Eloïse a été recalée avec 11,7. "C'était rageant", lâche-t-elle. Depuis qu'elle est "toute petite", Eloïse veut "faire médecine". Ils sont nombreux à parler de "vocation", de métier "utile", d'envie "d'être dans l'humain", d'"aider les autres", mais aussi de "statut", de "prestige", d'"emploi garanti" et de "bons revenus".

Tous les jours de la semaine, Lucie fait la fermeture de la bibliothèque jusqu'à 23 heures pour éviter, chez elle, la tentation de la télévision ou de l'ordinateur. "On s'en veut de regarder la télé, car on sait que, pendant ce temps, d'autres travaillent", raconte-t-elle. Pour survivre au couperet de cette fameuse première année, deux choses comptent : la méthode et la capacité de travail. "C'est comme un marathon", compare Alexandre.

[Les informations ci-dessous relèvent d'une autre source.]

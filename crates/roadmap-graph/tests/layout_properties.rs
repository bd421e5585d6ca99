//! Property tests for the layered layout
//!
//! Run with: cargo test -p roadmap-graph --test layout_properties

use proptest::prelude::*;
use roadmap_graph::{
    flatten, GraphEdge, GraphError, Layout, LayoutConfig, LayoutEngine, NodeSeed, NodeSize,
    RankDirection, RoadmapNode,
};

/// Random forest: node `i` hangs under `raw % (i + 1)`, or is a root when
/// that lands on itself.
fn forest_edges(raw: &[usize]) -> (Vec<NodeSeed>, Vec<GraphEdge>) {
    let nodes: Vec<NodeSeed> = (0..raw.len()).map(|i| NodeSeed::new(format!("n{i}"))).collect();
    let edges = raw
        .iter()
        .enumerate()
        .filter_map(|(i, r)| {
            let parent = r % (i + 1);
            (parent != i).then(|| GraphEdge::new(format!("n{parent}"), format!("n{i}")))
        })
        .collect();
    (nodes, edges)
}

/// Random DAG: every edge points from a lower to a higher index
fn dag_edges(count: usize, pairs: &[(usize, usize)]) -> Vec<GraphEdge> {
    let mut edges: Vec<GraphEdge> = pairs
        .iter()
        .filter_map(|&(a, b)| {
            let (a, b) = (a % count, b % count);
            (a != b).then(|| GraphEdge::new(format!("n{}", a.min(b)), format!("n{}", a.max(b))))
        })
        .collect();
    edges.sort_by(|x, y| x.id.cmp(&y.id));
    edges.dedup();
    edges
}

fn assert_ranks_increase(layout: &Layout) {
    for edge in &layout.edges {
        let source = layout.rank_of(&edge.source).unwrap();
        let target = layout.rank_of(&edge.target).unwrap();
        assert!(target > source, "edge {} is flat or reversed", edge.id);
    }
}

fn assert_no_overlap(layout: &Layout) {
    for (i, a) in layout.nodes.iter().enumerate() {
        for b in &layout.nodes[i + 1..] {
            assert!(
                !a.bounds().intersects(&b.bounds()),
                "{} overlaps {}",
                a.id,
                b.id
            );
        }
    }
}

fn assert_orders_are_permutations(layout: &Layout) {
    for rank in 0..layout.rank_count {
        let orders: Vec<usize> = layout.rank(rank).iter().map(|n| n.order).collect();
        let expected: Vec<usize> = (0..orders.len()).collect();
        assert_eq!(orders, expected);
    }
}

fn fingerprint(layout: &Layout) -> Vec<(usize, usize, u64, u64)> {
    layout
        .nodes
        .iter()
        .map(|n| (n.rank, n.order, n.x.to_bits(), n.y.to_bits()))
        .collect()
}

proptest! {
    #[test]
    fn prop_forest_layout_invariants(raw in proptest::collection::vec(0..1000usize, 1..60)) {
        let (nodes, edges) = forest_edges(&raw);
        let engine = LayoutEngine::default();

        let layout = engine.layout(&nodes, &edges).unwrap();
        assert_ranks_increase(&layout);
        assert_no_overlap(&layout);
        assert_orders_are_permutations(&layout);

        let again = engine.layout(&nodes, &edges).unwrap();
        prop_assert_eq!(fingerprint(&layout), fingerprint(&again));
    }

    #[test]
    fn prop_dag_layout_invariants(
        count in 2..30usize,
        pairs in proptest::collection::vec((0..30usize, 0..30usize), 0..80),
        lr in any::<bool>(),
    ) {
        let nodes: Vec<NodeSeed> = (0..count).map(|i| NodeSeed::new(format!("n{i}"))).collect();
        let edges = dag_edges(count, &pairs);
        let direction = if lr { RankDirection::LeftToRight } else { RankDirection::TopToBottom };
        let engine = LayoutEngine::new(LayoutConfig::default().with_direction(direction));

        let layout = engine.layout(&nodes, &edges).unwrap();
        assert_ranks_increase(&layout);
        assert_no_overlap(&layout);
        assert_orders_are_permutations(&layout);

        let again = engine.layout(&nodes, &edges).unwrap();
        prop_assert_eq!(fingerprint(&layout), fingerprint(&again));
    }

    #[test]
    fn prop_size_overrides_never_overlap(
        raw in proptest::collection::vec(0..1000usize, 1..30),
        sizes in proptest::collection::vec((1.0..400.0f64, 1.0..200.0f64), 30),
    ) {
        let (nodes, edges) = forest_edges(&raw);
        let nodes: Vec<NodeSeed> = nodes
            .into_iter()
            .zip(&sizes)
            .map(|(seed, &(w, h))| seed.with_size(NodeSize::new(w, h)))
            .collect();

        let layout = LayoutEngine::default().layout(&nodes, &edges).unwrap();
        assert_no_overlap(&layout);
    }

    #[test]
    fn prop_back_edge_is_rejected(count in 2..20usize) {
        let nodes: Vec<NodeSeed> = (0..count).map(|i| NodeSeed::new(format!("n{i}"))).collect();
        let mut edges: Vec<GraphEdge> = (1..count)
            .map(|i| GraphEdge::new(format!("n{}", i - 1), format!("n{i}")))
            .collect();
        edges.push(GraphEdge::new(format!("n{}", count - 1), "n0"));

        let result = LayoutEngine::default().layout(&nodes, &edges);
        let rejected = matches!(result, Err(GraphError::CyclicGraph { .. }));
        prop_assert!(rejected, "cycle of {} nodes was not rejected: {:?}", count, result);
    }
}

#[test]
fn seven_node_tree_scenario() {
    let roots = vec![RoadmapNode::new("root", "Root")
        .with_child(
            RoadmapNode::new("a", "A")
                .with_children([RoadmapNode::new("a1", "A1"), RoadmapNode::new("a2", "A2")]),
        )
        .with_child(
            RoadmapNode::new("b", "B")
                .with_children([RoadmapNode::new("b1", "B1"), RoadmapNode::new("b2", "B2")]),
        )];

    let flat = flatten(&roots).unwrap();
    let layout = LayoutEngine::default().layout_flattened(&flat).unwrap();

    assert_eq!(layout.node_count(), 7);
    assert_eq!(layout.edges.len(), 6);
    assert_eq!(layout.rank_count, 3);
    assert_eq!(layout.rank(0).len(), 1);
    assert_eq!(layout.rank(1).len(), 2);
    assert_eq!(layout.rank(2).len(), 4);

    // grandchildren: 4 * 180 + 3 * 100 wide, starting at the origin
    let last = layout.node("b2").unwrap();
    assert_eq!(last.x, 840.0);
    assert_eq!(last.y, 340.0);
    assert_eq!(layout.bounds.width, 1020.0);
    assert_eq!(layout.bounds.height, 410.0);

    // root centred over the widest rank
    let root = layout.node("root").unwrap();
    assert_eq!(root.x + root.width / 2.0, layout.bounds.width / 2.0);
}

#[test]
fn multiple_roots_share_rank_zero() {
    let roots = vec![
        RoadmapNode::new("1", "One").with_child(RoadmapNode::new("1.1", "Sub")),
        RoadmapNode::new("2", "Two"),
    ];

    let layout = LayoutEngine::default()
        .layout_flattened(&flatten(&roots).unwrap())
        .unwrap();

    let top: Vec<&str> = layout.rank(0).into_iter().map(|n| n.id.as_str()).collect();
    assert_eq!(top, vec!["1", "2"]);
    assert_eq!(layout.rank_of("1.1"), Some(1));
}
//! Layered graph layout
//!
//! Three phases over a DAG of [`NodeSeed`]s and [`GraphEdge`]s:
//!
//! 1. **Rank**: longest path from the roots
//! 2. **Order**: median sweeps to reduce crossings
//! 3. **Position**: uniform spacing, centred ranks
//!
//! The whole layout is recomputed on every call; identical input always
//! produces bit-identical output.

mod order;
mod position;
mod rank;

use crate::config::{LayoutConfig, RankDirection};
use crate::error::GraphResult;
use crate::flatten::Flattened;
use crate::types::{Anchor, Bounds, EdgeRoute, EdgeStyle, GraphEdge, GraphNode, NodeSeed};
use rank::IndexedGraph;
use serde::{Deserialize, Serialize};

/// Positioned graph handed to a renderer
#[derive(Debug, Clone, PartialEq, Serialize, Deserialize)]
pub struct Layout {
    /// In input order
    pub nodes: Vec<GraphNode>,
    /// In input order, with routing hints
    pub edges: Vec<GraphEdge>,
    /// Number of layers
    pub rank_count: usize,
    /// Box enclosing every node
    pub bounds: Bounds,
}

impl Layout {
    /// Look up a node by id
    #[must_use]
    pub fn node(&self, id: &str) -> Option<&GraphNode> {
        self.nodes.iter().find(|n| n.id == id)
    }

    /// Rank of a node
    #[must_use]
    pub fn rank_of(&self, id: &str) -> Option<usize> {
        self.node(id).map(|n| n.rank)
    }

    /// Nodes of one rank, in order
    #[must_use]
    pub fn rank(&self, rank: usize) -> Vec<&GraphNode> {
        let mut nodes: Vec<&GraphNode> = self.nodes.iter().filter(|n| n.rank == rank).collect();
        nodes.sort_by_key(|n| n.order);
        nodes
    }

    /// Number of nodes
    #[inline]
    #[must_use]
    pub fn node_count(&self) -> usize {
        self.nodes.len()
    }
}

/// Layered layout engine
#[derive(Debug, Clone, Default)]
pub struct LayoutEngine {
    config: LayoutConfig,
}

impl LayoutEngine {
    /// Create engine with configuration
    #[inline]
    #[must_use]
    pub fn new(config: LayoutConfig) -> Self {
        Self { config }
    }

    /// Get configuration
    #[inline]
    #[must_use]
    pub fn config(&self) -> &LayoutConfig {
        &self.config
    }

    /// Lay out the output of the tree flattener
    ///
    /// # Errors
    /// See [`LayoutEngine::layout`].
    pub fn layout_flattened(&self, flat: &Flattened) -> GraphResult<Layout> {
        self.layout(&flat.nodes, &flat.edges)
    }

    /// Lay out a DAG
    ///
    /// Node order in `nodes` is the initial order within each rank and the
    /// final tie-break.
    ///
    /// # Errors
    /// - `GraphError::DuplicateNode` if two seeds share an id
    /// - `GraphError::UnknownNode` if an edge endpoint is not a seed
    /// - `GraphError::CyclicGraph` if the edges contain a cycle
    #[tracing::instrument(level = "debug", skip_all, fields(nodes = nodes.len(), edges = edges.len()))]
    pub fn layout(&self, nodes: &[NodeSeed], edges: &[GraphEdge]) -> GraphResult<Layout> {
        let graph = IndexedGraph::build(nodes, edges)?;
        let ranks = rank::assign_ranks(&graph, nodes)?;
        let layers = order::order_ranks(&graph, &ranks, self.config.ordering_passes);
        let orders = order::positions(&layers, nodes.len());

        let sizes: Vec<position::Extent> = nodes
            .iter()
            .map(|n| match n.size {
                Some(size) => (size.width.max(0.0), size.height.max(0.0)),
                None => (self.config.node_width, self.config.node_height),
            })
            .collect();
        let coords = position::place(&layers, &sizes, &self.config);

        let positioned: Vec<GraphNode> = nodes
            .iter()
            .enumerate()
            .map(|(i, seed)| GraphNode {
                id: seed.id.clone(),
                label: seed.label.clone(),
                status: seed.status,
                mastery_score: seed.mastery_score,
                rank: ranks[i],
                order: orders[i],
                x: coords[i].0,
                y: coords[i].1,
                width: sizes[i].0,
                height: sizes[i].1,
            })
            .collect();

        let route = self.route();
        let routed: Vec<GraphEdge> = edges
            .iter()
            .map(|edge| GraphEdge {
                route: Some(route),
                ..edge.clone()
            })
            .collect();

        let bounds = positioned
            .iter()
            .map(GraphNode::bounds)
            .reduce(|acc, b| acc.union(&b))
            .unwrap_or_default();

        tracing::info!(
            nodes = positioned.len(),
            ranks = layers.len(),
            width = bounds.width,
            height = bounds.height,
            "layout complete"
        );

        Ok(Layout {
            nodes: positioned,
            edges: routed,
            rank_count: layers.len(),
            bounds,
        })
    }

    fn route(&self) -> EdgeRoute {
        let (source_anchor, target_anchor) = match self.config.direction {
            RankDirection::TopToBottom => (Anchor::Bottom, Anchor::Top),
            RankDirection::LeftToRight => (Anchor::Right, Anchor::Left),
        };
        EdgeRoute {
            style: EdgeStyle::SmoothStep,
            source_anchor,
            target_anchor,
        }
    }
}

Ne jamais lâcher, ne jamais prendre de retard, apprendre chaque soir les cours du jour.

"Il faut être comme une éponge", témoigne Marion, qui s'est donné, comme bien d'autres "primants", deux ans pour décrocher le sésame. "C'est du bourrage de crâne à longueur de journée, du par coeur, au mot et au chiffre près, il faut sans cesse revoir ses cours pour ne rien oublier", explique-t-elle. Car dans les QCM (questions à choix multiples) du concours, les pièges se cachent dans les moindres détails.

"Je n'ai pas de vie à côté", résume Pauline. Tous parlent d'une année de "sacrifice", qui mène soit à une immense déception, un douloureux sentiment de temps perdu, soit à un immense soulagement. "C'est quoi un ou deux ans de galère quand après la route est tracée et que l'on pourra pendant quarante ans faire ce métier", se rassure Hakim. Il s'est inscrit en médecine "un peu par défi. Mon entourage me décourageait, mais je préfère tenter plutôt que d'avoir des regrets".Des séances de tutorat assurées par des élèves de deuxième ou troisième année permettent, à ceux qui le souhaitent, d'être soutenus "psychologiquement" et d'obtenir des tuyaux pour organiser leur travail. Pour "tenir", il faut un bon moral, éviter le stress et s'obliger à une certaine hygiène de vie. Impossible d'avoir un boulot à côté. Pour gérer sa "nervosité" et éviter "la dépression", Lucie alterne vitamines la journée et gélules de plantes pour dormir. "Avant les examens de janvier, j'étais quasiment en pleurs. Heureusement que mes parents m'ont soutenue, raconte-t-elle. C'est dur. Psychologiquement, on n'en sort pas indemne", ne cache pas Alexandre, pour qui ce système "pousse les gens à se sentir supérieurs. Certains qui ont eu le concours du premier coup prennent la grosse tête, ça casse des amitiés".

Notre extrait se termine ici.